Stored data:
▬▬▬

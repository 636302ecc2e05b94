//! The dispatcher: rate-limited worker loops draining the queue upstream.

use std::{
    sync::Arc,
    time::{Duration, Instant, SystemTime},
};

use serde::{Deserialize, Serialize};
use tokio::{sync::broadcast, task::JoinSet};

use postrider_common::{Signal, internal};
use postrider_spool::{Disposition, MessageId, MessageRecord, QueueStore, SpoolError};

use crate::{
    error::{DeliveryError, TemporaryError},
    policy::{RetryDecision, RetryPolicy},
    rate_limiter::{RateLimitConfig, RateLimiter},
    transport::Transport,
};

/// Dispatcher configuration.
#[derive(Debug, Clone, Serialize, Deserialize)]
pub struct DeliveryConfig {
    /// Upstream rate limit.
    #[serde(default)]
    pub rate: RateLimitConfig,

    /// Retry schedule for transient failures.
    #[serde(default)]
    pub retry: RetryPolicy,

    /// Number of concurrent delivery workers.
    ///
    /// Default: 2
    #[serde(default = "defaults::workers")]
    pub workers: usize,

    /// Deadline for a single delivery attempt (in seconds). An attempt that
    /// exceeds it counts as a transient failure.
    ///
    /// Default: 30
    #[serde(default = "defaults::attempt_timeout_secs")]
    pub attempt_timeout_secs: u64,

    /// How long an idle or denied worker sleeps before looking again
    /// (in milliseconds).
    ///
    /// Default: 500
    #[serde(default = "defaults::poll_interval_ms")]
    pub poll_interval_ms: u64,

    /// Retention for delivered/failed records (in seconds). When set, a
    /// background sweep removes terminal records older than this.
    ///
    /// Default: unset (keep terminal records forever)
    #[serde(default)]
    pub retention_secs: Option<u64>,

    /// How often the retention sweep runs (in seconds).
    ///
    /// Default: 3600
    #[serde(default = "defaults::purge_interval_secs")]
    pub purge_interval_secs: u64,
}

impl Default for DeliveryConfig {
    fn default() -> Self {
        Self {
            rate: RateLimitConfig::default(),
            retry: RetryPolicy::default(),
            workers: defaults::workers(),
            attempt_timeout_secs: defaults::attempt_timeout_secs(),
            poll_interval_ms: defaults::poll_interval_ms(),
            retention_secs: None,
            purge_interval_secs: defaults::purge_interval_secs(),
        }
    }
}

mod defaults {
    pub const fn workers() -> usize {
        2
    }

    pub const fn attempt_timeout_secs() -> u64 {
        30
    }

    pub const fn poll_interval_ms() -> u64 {
        500
    }

    pub const fn purge_interval_secs() -> u64 {
        3600
    }
}

/// Drives every queued message through its delivery lifecycle.
///
/// Each worker loop leases one eligible record at a time, so the queue
/// store's lease is the only coordination the workers need; the rate limiter
/// is shared across all of them, bounding the relay's aggregate throughput.
#[derive(Debug)]
pub struct Dispatcher {
    store: Arc<QueueStore>,
    limiter: RateLimiter,
    policy: RetryPolicy,
    transport: Arc<dyn Transport>,
    config: DeliveryConfig,
}

impl Dispatcher {
    #[must_use]
    pub fn new(
        store: Arc<QueueStore>,
        transport: Arc<dyn Transport>,
        config: DeliveryConfig,
    ) -> Self {
        Self {
            limiter: RateLimiter::new(&config.rate),
            policy: config.retry.clone(),
            store,
            transport,
            config,
        }
    }

    /// Run the workers until a shutdown signal arrives, then drain.
    ///
    /// In-flight attempts finish (or hit their timeout) before workers exit;
    /// no new leases are taken after the signal.
    pub async fn serve(self: Arc<Self>, shutdown: broadcast::Receiver<Signal>) {
        let mut tasks = JoinSet::new();

        for worker in 0..self.config.workers.max(1) {
            let dispatcher = Arc::clone(&self);
            let shutdown = shutdown.resubscribe();
            tasks.spawn(async move { dispatcher.run_worker(worker, shutdown).await });
        }

        if let Some(retention_secs) = self.config.retention_secs {
            let dispatcher = Arc::clone(&self);
            let shutdown = shutdown.resubscribe();
            tasks.spawn(async move {
                dispatcher
                    .run_purge(Duration::from_secs(retention_secs), shutdown)
                    .await;
            });
        }

        drop(shutdown);

        while tasks.join_next().await.is_some() {}

        internal!(level = INFO, "Dispatcher drained");
    }

    async fn run_worker(&self, worker: usize, mut shutdown: broadcast::Receiver<Signal>) {
        internal!(level = DEBUG, "Delivery worker {worker} started");

        loop {
            let pause = self.step().await;

            tokio::select! {
                sig = shutdown.recv() => {
                    if matches!(sig, Ok(Signal::Shutdown) | Err(_)) {
                        internal!(level = DEBUG, "Delivery worker {worker} stopping");
                        break;
                    }
                }

                () = tokio::time::sleep(pause) => {}
            }
        }
    }

    /// One loop iteration. Returns how long the worker should pause before
    /// the next one: zero after useful work, the poll interval when idle,
    /// or the limiter's estimate when throttled.
    async fn step(&self) -> Duration {
        let poll = Duration::from_millis(self.config.poll_interval_ms);
        let now = SystemTime::now();

        // Look before acquiring so an idle queue does not burn rate quota
        if !self.store.has_eligible(now).await {
            return poll;
        }

        if !self.limiter.try_acquire(Instant::now()) {
            let wait = self.limiter.time_until_available(Instant::now());
            return wait.max(Duration::from_millis(10));
        }

        match self.store.lease_next(now).await {
            Ok(Some(record)) => {
                self.attempt(record).await;
                Duration::ZERO
            }
            // Another worker got there first; the grant goes unused
            Ok(None) => poll,
            Err(err) => {
                internal!(level = WARN, "Leasing failed, backing off: {err}");
                poll
            }
        }
    }

    async fn attempt(&self, record: MessageRecord) {
        let timeout = Duration::from_secs(self.config.attempt_timeout_secs);
        let attempt = record.attempt_count + 1;
        let id = record.id;

        internal!(
            level = INFO,
            "Delivering message {id}, attempt {attempt}, {} recipient(s)",
            record.envelope.recipients().len()
        );

        let disposition =
            match tokio::time::timeout(timeout, self.transport.deliver(&record.envelope)).await {
                Ok(Ok(())) => {
                    internal!(level = INFO, "Message {id} delivered");
                    Disposition::Delivered
                }
                Ok(Err(error)) => self.disposition_for(id, attempt, &error),
                Err(_) => {
                    let error = DeliveryError::Temporary(TemporaryError::Timeout(format!(
                        "no response within {}s",
                        timeout.as_secs()
                    )));
                    self.disposition_for(id, attempt, &error)
                }
            };

        self.finish(id, disposition).await;
    }

    fn disposition_for(&self, id: MessageId, attempt: u32, error: &DeliveryError) -> Disposition {
        match self.policy.decide(attempt, error) {
            RetryDecision::Retry(delay) => {
                internal!(
                    level = WARN,
                    "Attempt {attempt} for message {id} failed, retrying in {}s: {error}",
                    delay.as_secs()
                );
                Disposition::Retry {
                    delay,
                    error: error.to_string(),
                }
            }
            RetryDecision::Fail => {
                internal!(
                    level = ERROR,
                    "Message {id} failed terminally on attempt {attempt}: {error}"
                );
                Disposition::Failed {
                    error: error.to_string(),
                }
            }
        }
    }

    /// Persist the outcome, retrying on store unavailability. The record is
    /// leased by this worker, so the completion must not be dropped; only a
    /// lease-accounting error (a bug, or a competing completion) gives up.
    async fn finish(&self, id: MessageId, disposition: Disposition) {
        let poll = Duration::from_millis(self.config.poll_interval_ms);

        loop {
            match self.store.complete(id, disposition.clone()).await {
                Ok(()) => break,
                Err(err @ (SpoolError::UnknownId(_) | SpoolError::NotLeased(_))) => {
                    internal!(level = ERROR, "Refusing to complete message {id}: {err}");
                    break;
                }
                Err(err) => {
                    internal!(
                        level = WARN,
                        "Store error completing message {id}, backing off: {err}"
                    );
                    tokio::time::sleep(poll).await;
                }
            }
        }
    }

    async fn run_purge(&self, retention: Duration, mut shutdown: broadcast::Receiver<Signal>) {
        let mut interval =
            tokio::time::interval(Duration::from_secs(self.config.purge_interval_secs.max(1)));
        // The immediate first tick would purge at startup; skip it
        interval.tick().await;

        loop {
            tokio::select! {
                sig = shutdown.recv() => {
                    if matches!(sig, Ok(Signal::Shutdown) | Err(_)) {
                        break;
                    }
                }

                _ = interval.tick() => {
                    match self.store.purge_terminal(retention).await {
                        Ok(0) => {}
                        Ok(purged) => {
                            internal!(level = INFO, "Purged {purged} terminal record(s)");
                        }
                        Err(err) => internal!(level = WARN, "Retention sweep failed: {err}"),
                    }
                }
            }
        }
    }
}

#[cfg(test)]
#[allow(clippy::unwrap_used, clippy::expect_used)]
mod tests {
    use super::*;

    #[test]
    fn test_config_defaults() {
        let config: DeliveryConfig = toml::from_str("").expect("empty config should parse");
        assert_eq!(config.workers, 2);
        assert_eq!(config.attempt_timeout_secs, 30);
        assert_eq!(config.poll_interval_ms, 500);
        assert_eq!(config.retention_secs, None);
        assert_eq!(config.rate.rate_limit, 100);
        assert_eq!(config.retry.max_retries, 3);
    }

    #[test]
    fn test_config_overrides() {
        let config: DeliveryConfig = toml::from_str(
            r#"
            workers = 4
            attempt_timeout_secs = 10
            retention_secs = 600

            [rate]
            rate_limit = 10
            rate_window_secs = 60

            [retry]
            max_retries = 2
            retry_delay_secs = 5
            backoff = "exponential"
            "#,
        )
        .expect("config should parse");

        assert_eq!(config.workers, 4);
        assert_eq!(config.retention_secs, Some(600));
        assert_eq!(config.rate.rate_limit, 10);
        assert_eq!(config.retry.max_retries, 2);
        assert_eq!(config.retry.backoff, crate::policy::Backoff::Exponential);
    }
}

▬▬▬

From the entries above, collect every line with the string "toml" in it.

        let config: DeliveryConfig = toml::from_str("").expect("empty config should parse");
        let config: DeliveryConfig = toml::from_str(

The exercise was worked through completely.